Justiça gaúcha proíbe venda de andadores para crianças no Brasil

Por george.ferreira
No ano passado, 850 crianças de 7 a 15 meses receberam atendimento de urgência por acidentes com andadores / Reprodução Stock-XChng No ano passado, 850 crianças de 7 a 15 meses receberam atendimento de urgência por acidentes com andadores / Reprodução Stock-XChng

A proibição da venda de andadores para crianças em todo o Brasil se baseia em pesquisas e acompanha uma tendência do mercado mundial. A decisão foi tomada pela Justiça do Rio Grande do Sul, alegando ser necessário dar mais segurança aos pequenos.

Para a Sociedade Brasileira de Pediatria, o equipamento permite que eles se aproximem de fogões, escadas, piscinas e produtos tóxicos. Além disso, também pode causar outros problemas como o déficit de desenvolvimento psicomotor e encurtamento de tendão, segundo o membro da entidade, Rui Locatelli Wolf.

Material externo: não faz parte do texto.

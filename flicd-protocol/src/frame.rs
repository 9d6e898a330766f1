//! Frame encoding and decoding for the flicd protocol.
//!
//! Frame format:
//! - LENGTH (2 bytes, little-endian): number of bytes that follow (opcode + payload)
//! - OPCODE (1 byte): command or event identifier
//! - PAYLOAD (0-65534 bytes): opcode-specific fields
//!
//! A frame with LENGTH 0 carries no opcode at all. The daemon never sends one
//! on purpose; the parser skips it.

use alloc::vec::Vec;
use core::fmt;

/// Size of the length prefix
pub const HEADER_SIZE: usize = 2;

/// Maximum payload size in bytes (LENGTH also covers the opcode byte)
pub const MAX_PAYLOAD_SIZE: usize = u16::MAX as usize - 1;

/// Errors that can occur during frame encoding
#[derive(Debug, Clone, Copy, PartialEq, Eq)]
pub enum FrameError {
    /// Payload exceeds maximum allowed size
    PayloadTooLarge,
    /// Buffer too small for encoding
    BufferTooSmall,
}

impl fmt::Display for FrameError {
    fn fmt(&self, f: &mut fmt::Formatter<'_>) -> fmt::Result {
        match self {
            FrameError::PayloadTooLarge => write!(f, "payload exceeds {} bytes", MAX_PAYLOAD_SIZE),
            FrameError::BufferTooSmall => write!(f, "buffer too small for frame"),
        }
    }
}

#[cfg(feature = "std")]
impl std::error::Error for FrameError {}

/// A parsed or constructed frame
#[derive(Debug, Clone, PartialEq, Eq)]
pub struct Frame {
    /// Command or event opcode
    pub opcode: u8,
    /// Payload data
    pub payload: Vec<u8>,
}

impl Frame {
    /// Create a new frame with the given opcode and payload
    pub fn new(opcode: u8, payload: Vec<u8>) -> Result<Self, FrameError> {
        if payload.len() > MAX_PAYLOAD_SIZE {
            return Err(FrameError::PayloadTooLarge);
        }
        Ok(Self { opcode, payload })
    }

    /// Create a frame with no payload
    pub fn empty(opcode: u8) -> Self {
        Self {
            opcode,
            payload: Vec::new(),
        }
    }

    /// Value of the LENGTH field for this frame
    pub fn wire_length(&self) -> u16 {
        // Frame::new caps the payload, so this cannot overflow
        (1 + self.payload.len()) as u16
    }

    /// Total number of bytes this frame occupies on the wire
    pub fn encoded_len(&self) -> usize {
        HEADER_SIZE + 1 + self.payload.len()
    }

    /// Encode this frame into a byte buffer
    ///
    /// Returns the number of bytes written
    pub fn encode(&self, buffer: &mut [u8]) -> Result<usize, FrameError> {
        if self.payload.len() > MAX_PAYLOAD_SIZE {
            return Err(FrameError::PayloadTooLarge);
        }
        let frame_len = self.encoded_len();
        if buffer.len() < frame_len {
            return Err(FrameError::BufferTooSmall);
        }

        buffer[..HEADER_SIZE].copy_from_slice(&self.wire_length().to_le_bytes());
        buffer[HEADER_SIZE] = self.opcode;
        buffer[HEADER_SIZE + 1..frame_len].copy_from_slice(&self.payload);

        Ok(frame_len)
    }

    /// Encode this frame into a freshly allocated buffer
    pub fn encode_to_vec(&self) -> Result<Vec<u8>, FrameError> {
        let mut buffer = alloc::vec![0u8; self.encoded_len()];
        let len = self.encode(&mut buffer)?;
        buffer.truncate(len);
        Ok(buffer)
    }
}

/// State machine for parsing incoming frames
///
/// Bytes can arrive in any chunking; the parser keeps the partial frame
/// between calls.
#[derive(Debug, Clone)]
pub struct FrameParser {
    state: ParseState,
    length_low: u8,
    remaining: usize,
    opcode: u8,
    buffer: Vec<u8>,
}

#[derive(Debug, Clone, Copy, PartialEq, Eq)]
enum ParseState {
    /// Waiting for the low byte of LENGTH
    WaitingForLengthLow,
    /// Waiting for the high byte of LENGTH
    WaitingForLengthHigh,
    /// Got LENGTH, waiting for OPCODE
    WaitingForOpcode,
    /// Reading payload bytes
    ReadingPayload,
}

impl Default for FrameParser {
    fn default() -> Self {
        Self::new()
    }
}

impl FrameParser {
    /// Create a new frame parser
    pub fn new() -> Self {
        Self {
            state: ParseState::WaitingForLengthLow,
            length_low: 0,
            remaining: 0,
            opcode: 0,
            buffer: Vec::new(),
        }
    }

    /// Reset the parser state
    pub fn reset(&mut self) {
        self.state = ParseState::WaitingForLengthLow;
        self.length_low = 0;
        self.remaining = 0;
        self.opcode = 0;
        self.buffer.clear();
    }

    /// True when no partial frame is buffered
    pub fn is_idle(&self) -> bool {
        self.state == ParseState::WaitingForLengthLow
    }

    /// Feed a single byte to the parser
    ///
    /// Returns `Some(frame)` when a complete frame is parsed, `None` when
    /// more bytes are needed.
    pub fn feed(&mut self, byte: u8) -> Option<Frame> {
        match self.state {
            ParseState::WaitingForLengthLow => {
                self.length_low = byte;
                self.state = ParseState::WaitingForLengthHigh;
                None
            }
            ParseState::WaitingForLengthHigh => {
                let length = u16::from_le_bytes([self.length_low, byte]) as usize;
                if length == 0 {
                    // Empty frame, nothing to deliver
                    self.reset();
                } else {
                    self.remaining = length - 1;
                    self.state = ParseState::WaitingForOpcode;
                }
                None
            }
            ParseState::WaitingForOpcode => {
                self.opcode = byte;
                if self.remaining == 0 {
                    return Some(self.take_frame());
                }
                self.buffer.clear();
                self.buffer.reserve(self.remaining);
                self.state = ParseState::ReadingPayload;
                None
            }
            ParseState::ReadingPayload => {
                self.buffer.push(byte);
                self.remaining -= 1;
                if self.remaining == 0 {
                    return Some(self.take_frame());
                }
                None
            }
        }
    }

    /// Feed a chunk of bytes, pushing every completed frame into `out`
    ///
    /// All bytes are consumed; a trailing partial frame stays buffered.
    pub fn feed_bytes(&mut self, bytes: &[u8], out: &mut Vec<Frame>) {
        for &byte in bytes {
            if let Some(frame) = self.feed(byte) {
                out.push(frame);
            }
        }
    }

    fn take_frame(&mut self) -> Frame {
        let frame = Frame {
            opcode: self.opcode,
            payload: core::mem::take(&mut self.buffer),
        };
        self.reset();
        frame
    }
}
//! Client for the flicd button daemon
//!
//! Opens one connection to the daemon and turns it into typed operations
//! with callback notifications:
//!
//! ```no_run
//! use std::sync::Arc;
//! use flicd_client::protocol::{ButtonEvent, ButtonEventKind};
//! use flicd_client::{Client, ClientConfig, ConnectionChannelHandler};
//!
//! struct Printer;
//!
//! impl ConnectionChannelHandler for Printer {
//!     fn on_button_event(&self, _: &Client, conn_id: u32, kind: ButtonEventKind, event: ButtonEvent) {
//!         println!("{conn_id}: {kind:?} {:?}", event.click_type);
//!     }
//! }
//!
//! # fn main() -> Result<(), flicd_client::ClientError> {
//! let (client, event_loop) = Client::connect(&ClientConfig::default())?;
//! let runner = std::thread::spawn(move || event_loop.run());
//!
//! for addr in client.get_info()?.verified_buttons {
//!     client.add_connection_channel(addr, Arc::new(Printer))?;
//! }
//! runner.join().expect("event loop panicked")?;
//! # Ok(())
//! # }
//! ```
//!
//! The [`EventLoop`] must run on its own thread. Every callback runs there,
//! in the order the daemon sent the events; callbacks may issue further
//! commands through the [`Client`] they receive.

#![deny(unsafe_code)]

pub mod callbacks;
pub mod client;
pub mod config;
mod dispatcher;
pub mod error;
mod state;
mod timer;
pub mod transport;

pub use callbacks::{ConnectionChannelHandler, GeneralHandler, ScanWizardHandler, ScannerHandler};
pub use client::{Client, EventLoop};
pub use config::{ClientConfig, DEFAULT_PORT};
pub use error::{ClientError, Result};
pub use transport::{
    FrameSink, FrameSource, StreamShutdown, StreamSink, StreamSource, TcpTransport,
};

pub use flicd_core::{ChannelConfig, ChannelState};
pub use flicd_protocol as protocol;
//! Id registries
//!
//! Every object kind (connection channels, scanners, scan wizards, timers)
//! has its own registry, so equal numeric ids in different registries never
//! collide.
//!
//! Ids are allocated from a counter that only moves forward. An id stays
//! allocated while its object is live, including while a removal is in
//! flight, and becomes *retired* once the removal has been processed.
//! Retired ids are never handed out again, so a frame still in flight for a
//! removed object can never reach a newer one. Every id below the counter
//! was issued, which keeps retired ids apart from ids the registry never
//! issued: an event for a retired id is a benign late event, while an event
//! for an unissued id means the peer is out of sync.

use alloc::collections::BTreeMap;
use core::fmt;

/// Every id in the registry's range has been issued
#[derive(Debug, Clone, Copy, PartialEq, Eq)]
pub struct RegistryFull;

impl fmt::Display for RegistryFull {
    fn fmt(&self, f: &mut fmt::Formatter<'_>) -> fmt::Result {
        write!(f, "no unissued id left in registry")
    }
}

#[cfg(feature = "std")]
impl std::error::Error for RegistryFull {}

/// Result of looking an id up
#[derive(Debug, PartialEq, Eq)]
pub enum Lookup<T> {
    /// Id belongs to a live object
    Live(T),
    /// Id was issued and its object has since been removed
    Retired,
    /// Id was never issued
    Unknown,
}

/// Id-keyed store of live objects
#[derive(Debug, Clone)]
pub struct Registry<T> {
    live: BTreeMap<u32, T>,
    /// Next id to issue; every id in `0..next` is live or retired
    next: u32,
}

impl<T> Default for Registry<T> {
    fn default() -> Self {
        Self::new()
    }
}

impl<T> Registry<T> {
    pub fn new() -> Self {
        Self {
            live: BTreeMap::new(),
            next: 0,
        }
    }

    /// Allocate an id and store the object built for it
    pub fn insert_with<F>(&mut self, build: F) -> Result<u32, RegistryFull>
    where
        F: FnOnce(u32) -> T,
    {
        let id = self.allocate()?;
        self.live.insert(id, build(id));
        Ok(id)
    }

    fn allocate(&mut self) -> Result<u32, RegistryFull> {
        let id = self.next;
        self.next = self.next.checked_add(1).ok_or(RegistryFull)?;
        Ok(id)
    }

    /// Remove a live object and retire its id
    pub fn remove(&mut self, id: u32) -> Option<T> {
        self.live.remove(&id)
    }

    pub fn get(&self, id: u32) -> Option<&T> {
        self.live.get(&id)
    }

    pub fn get_mut(&mut self, id: u32) -> Option<&mut T> {
        self.live.get_mut(&id)
    }

    /// Classify an id received from the peer
    pub fn lookup(&mut self, id: u32) -> Lookup<&mut T> {
        match self.live.get_mut(&id) {
            Some(value) => Lookup::Live(value),
            None if id < self.next => Lookup::Retired,
            None => Lookup::Unknown,
        }
    }

    pub fn contains(&self, id: u32) -> bool {
        self.live.contains_key(&id)
    }

    pub fn is_retired(&self, id: u32) -> bool {
        id < self.next && !self.live.contains_key(&id)
    }

    /// Number of live objects
    pub fn len(&self) -> usize {
        self.live.len()
    }

    pub fn is_empty(&self) -> bool {
        self.live.is_empty()
    }

    /// Live ids in ascending order
    pub fn ids(&self) -> impl Iterator<Item = u32> + '_ {
        self.live.keys().copied()
    }

    /// Live objects in ascending id order
    pub fn iter(&self) -> impl Iterator<Item = (u32, &T)> + '_ {
        self.live.iter().map(|(id, value)| (*id, value))
    }

    /// Remove every live object, retiring all ids
    pub fn drain(&mut self) -> alloc::vec::Vec<(u32, T)> {
        core::mem::take(&mut self.live).into_iter().collect()
    }
}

No ano passado, 850 crianças de 7 a 15 meses receberam atendimento de urgência por acidentes com andadores – 60% delas com lesões na cabeça.

De acordo com o pediatra Rui Locatelli, o andador também antecipa uma fase da vida.

A decisão é de primeira instância e a Associação Brasileira de Produtos Infantis promete recorrer.